Tutorial

1. Download pretrain_model and hMOF file

First, download pretrain_models to the default directory. (default: ./database/pretrained_model.ckpt)

$ moftransformer download pretrain_model

Next, download hMOF database to the current folder.

$ moftransformer download hmof -o ./hmof 

The configuration of the generated hMOF folder is as follows.

hmof
└── downstream_release
    ├── train
    │   ├── [cif_id].graphdata # graphdata
    │   ├── [cif_id].grid # energy grid information
    │   ├── [cif_id].griddata16 # grid data
    │   ├── [cif_id].cif # primitive cif
    │   └── ...
    ├── val
    │   ├── [cif_id].graphdata # graphdata
    │   ├── [cif_id].grid # energy grid information
    │   ├── [cif_id].griddata16 # grid data
    │   ├── [cif_id].cif # primitive cif
    │   └── ...
    ├── test    
    │   ├── [cif_id].graphdata # graphdata
    │   ├── [cif_id].grid # energy grid information
    │   ├── [cif_id].griddata16 # grid data
    │   ├── [cif_id].cif # primitive cif
    │   └── ...
    │
    ├── train_diffusivity_log.json
    ├── val_diffusivity_log.json
    ├── test_diffusivity_log.json
    │
    ├── train_raspa_100bar.json
    ├── val_raspa_100bar.json
    └── test_raspa_100bar.json

Here, the calculated values for the two tasks (diffusivity, uptake) exist in the json file.

2. Train MOFTransformer

Training MOFTransformer is conducted based on the download hMOF database.

import moftransformer

root_dataset = './hmof/downstream_release'
downstream = 'raspa_100bar'
log_dir = './logs'
max_epochs = 20
mean = 487.841
std = 63.088
batch_size = 32
load_path = "pmtransformer" # default : "pmtransformer", you can also choose "moftransformer" or None or path of other training models.

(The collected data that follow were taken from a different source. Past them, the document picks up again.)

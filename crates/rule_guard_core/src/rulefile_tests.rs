//! Tests for rule-file parsing.

use super::*;

const OPTIONS: ParserOptions = ParserOptions {
    allow_source_tenants: true,
};

const BASIC_FILE: &str = r#"
groups:
  - name: node-alerts
    interval: 1m
    rules:
      # High load on a node.
      # ignore_validations: expressionReturnsData
      - alert: NodeHighLoad
        expr: node_load5 > 10
        for: 5m
        labels:
          severity: warning
        annotations:
          summary: Node load is high
      - record: job:up:count
        expr: count(up) by (job)
"#;

#[test]
fn test_parse_basic_file() {
    let groups = parse_content("basic.yaml", BASIC_FILE, &OPTIONS).unwrap();
    assert_eq!(groups.len(), 1);

    let group = &groups[0];
    assert_eq!(group.name, "node-alerts");
    assert_eq!(group.interval.as_deref(), Some("1m"));
    assert!(group.source_tenants.is_empty());
    assert_eq!(group.rules.len(), 2);

    let alert = &group.rules[0];
    assert_eq!(alert.name(), "NodeHighLoad");
    assert_eq!(alert.rule_type(), RuleType::Alert);
    assert_eq!(alert.expr, "node_load5 > 10");
    assert_eq!(alert.labels.get("severity").map(String::as_str), Some("warning"));
    match &alert.kind {
        RuleKind::Alert { wait_for, .. } => assert_eq!(wait_for.as_deref(), Some("5m")),
        other => panic!("expected alert, got {other:?}"),
    }

    let recording = &group.rules[1];
    assert_eq!(recording.name(), "job:up:count");
    assert_eq!(recording.rule_type(), RuleType::Recording);
}

/// Verify the head-comment block lands on the rule that follows it.
#[test]
fn test_head_comments_attach_to_rules() {
    let groups = parse_content("basic.yaml", BASIC_FILE, &OPTIONS).unwrap();
    let alert = &groups[0].rules[0];
    assert!(alert.comment.contains("High load on a node."));
    assert!(alert.comment.contains("ignore_validations: expressionReturnsData"));

    // The recording rule has no head comment of its own.
    assert_eq!(groups[0].rules[1].comment, "");
}

/// Verify comment attribution survives a rule whose first YAML key is not
/// the alert/record discriminant (key order is insignificant in YAML).
#[test]
fn test_head_comments_attach_when_expr_comes_first() {
    let content = r#"
groups:
  - name: g
    rules:
      # ignore_validations: hasLabels
      - alert: A
        expr: up == 0
      - expr: up == 1
        alert: B
      # ignore_validations: hasAnnotations
      - alert: C
        expr: up == 2
"#;
    let groups = parse_content("f.yaml", content, &OPTIONS).unwrap();
    let rules = &groups[0].rules;
    assert!(rules[0].comment.contains("hasLabels"));
    assert_eq!(rules[1].comment, "", "expr-first rule has no head comment");
    assert!(
        rules[2].comment.contains("hasAnnotations"),
        "directive must stay with the rule it precedes"
    );
}

/// Verify a blank line detaches a comment block from the following rule.
#[test]
fn test_blank_line_breaks_comment_block() {
    let content = r#"
groups:
  - name: g
    rules:
      # detached comment

      - record: r
        expr: up
"#;
    let groups = parse_content("f.yaml", content, &OPTIONS).unwrap();
    assert_eq!(groups[0].rules[0].comment, "");
}

#[test]
fn test_unknown_field_is_a_parse_error() {
    let content = r#"
groups:
  - name: g
    rules:
      - record: r
        expr: up
        interval: 5m
"#;
    let err = parse_content("f.yaml", content, &OPTIONS).unwrap_err();
    assert!(matches!(err, ParseError::InvalidYaml { .. }));
}

#[test]
fn test_rule_needs_alert_or_record() {
    let content = r#"
groups:
  - name: g
    rules:
      - expr: up
"#;
    let err = parse_content("f.yaml", content, &OPTIONS).unwrap_err();
    assert!(err.to_string().contains("neither"));
}

#[test]
fn test_rule_cannot_be_both_alert_and_record() {
    let content = r#"
groups:
  - name: g
    rules:
      - alert: A
        record: r
        expr: up
"#;
    assert!(parse_content("f.yaml", content, &OPTIONS).is_err());
}

#[test]
fn test_recording_rule_rejects_for_clause() {
    let content = r#"
groups:
  - name: g
    rules:
      - record: r
        expr: up
        for: 5m
"#;
    let err = parse_content("f.yaml", content, &OPTIONS).unwrap_err();
    assert!(err.to_string().contains("keep_firing_for"));
}

#[test]
fn test_source_tenants_gated_by_parser_options() {
    let content = r#"
groups:
  - name: g
    source_tenants: [team-a, team-b]
    rules:
      - record: r
        expr: up
"#;
    let disabled = ParserOptions {
        allow_source_tenants: false,
    };
    let err = parse_content("f.yaml", content, &disabled).unwrap_err();
    assert!(matches!(err, ParseError::SourceTenantsDisabled { .. }));

    let groups = parse_content("f.yaml", content, &OPTIONS).unwrap();
    assert_eq!(groups[0].source_tenants, vec!["team-a", "team-b"]);
}

#[test]
fn test_invalid_yaml_is_a_parse_error() {
    let err = parse_content("f.yaml", "groups: [not a group", &OPTIONS).unwrap_err();
    assert!(matches!(err, ParseError::InvalidYaml { .. }));
}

moftransformer.run(root_dataset, downstream, max_epochs=max_epochs, mean=mean, std=std, 
                   batch_size=batch_size, log_dir=log_dir, load_path="pmtransformer")

Trained model and their hyper-parameters are saved in log_dir folder.

3. Test MOFTransformer

In order to proceed with the test of the saved model, the .ckpt of the file must be loaded.

import moftransformer

root_dataset = './hmof/downstream_release'
downstream = 'raspa_100bar'
load_path = './logs/pretrained_mof_seed0_from_pretrained_model/version_0/checkpoints/last.ckpt' 
             # cpkt : ./logs/[target_model_path]/[version]/checkpoints/[model].ckpt
max_epochs = 20
mean = 487.841
std = 63.088
batch_size = 32

moftransformer.run(root_dataset, downstream, test_only=True, load_path=load_path, 
                   max_epochs=max_epochs, mean=mean, std=std, batch_size=batch_size)